Problem requirements: Scan the listing below for the word "async" and state how many lines hold it. Write nothing but the number.

(Listed records Opens)

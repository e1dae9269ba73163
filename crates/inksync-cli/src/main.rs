//! inksync CLI - offline batch reconciliation against a local database
//!
//! Useful for replaying captured batches and inspecting stored state.

mod cli;
mod commands;
mod error;

use clap::Parser;

use crate::cli::{Cli, Commands};
use crate::commands::apply::run_apply;
use crate::commands::common::resolve_db_path;
use crate::commands::get::run_get;
use crate::commands::purge::run_purge;
use crate::error::CliError;

#[tokio::main]
async fn main() {
    if let Err(error) = run().await {
        eprintln!("Error: {error}");
        std::process::exit(1);
    }
}

async fn run() -> Result<(), CliError> {
    dotenvy::dotenv().ok();

    tracing_subscriber::fmt()
        .with_writer(std::io::stderr)
        .with_env_filter(
            tracing_subscriber::EnvFilter::from_default_env()
                .add_directive("inksync=info".parse().expect("valid directive"))
                .add_directive("inksync_core=warn".parse().expect("valid directive")),
        )
        .init();

    let cli = Cli::parse();
    let db_path = resolve_db_path(cli.db_path);

    match cli.command {
        Commands::Apply { input } => run_apply(&input, &db_path).await?,
        Commands::Get { class, id, json } => run_get(class, &id, json, &db_path).await?,
        Commands::Purge => run_purge(&db_path).await?,
    }

    Ok(())
}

(Listed records Closes)

Answer section: 2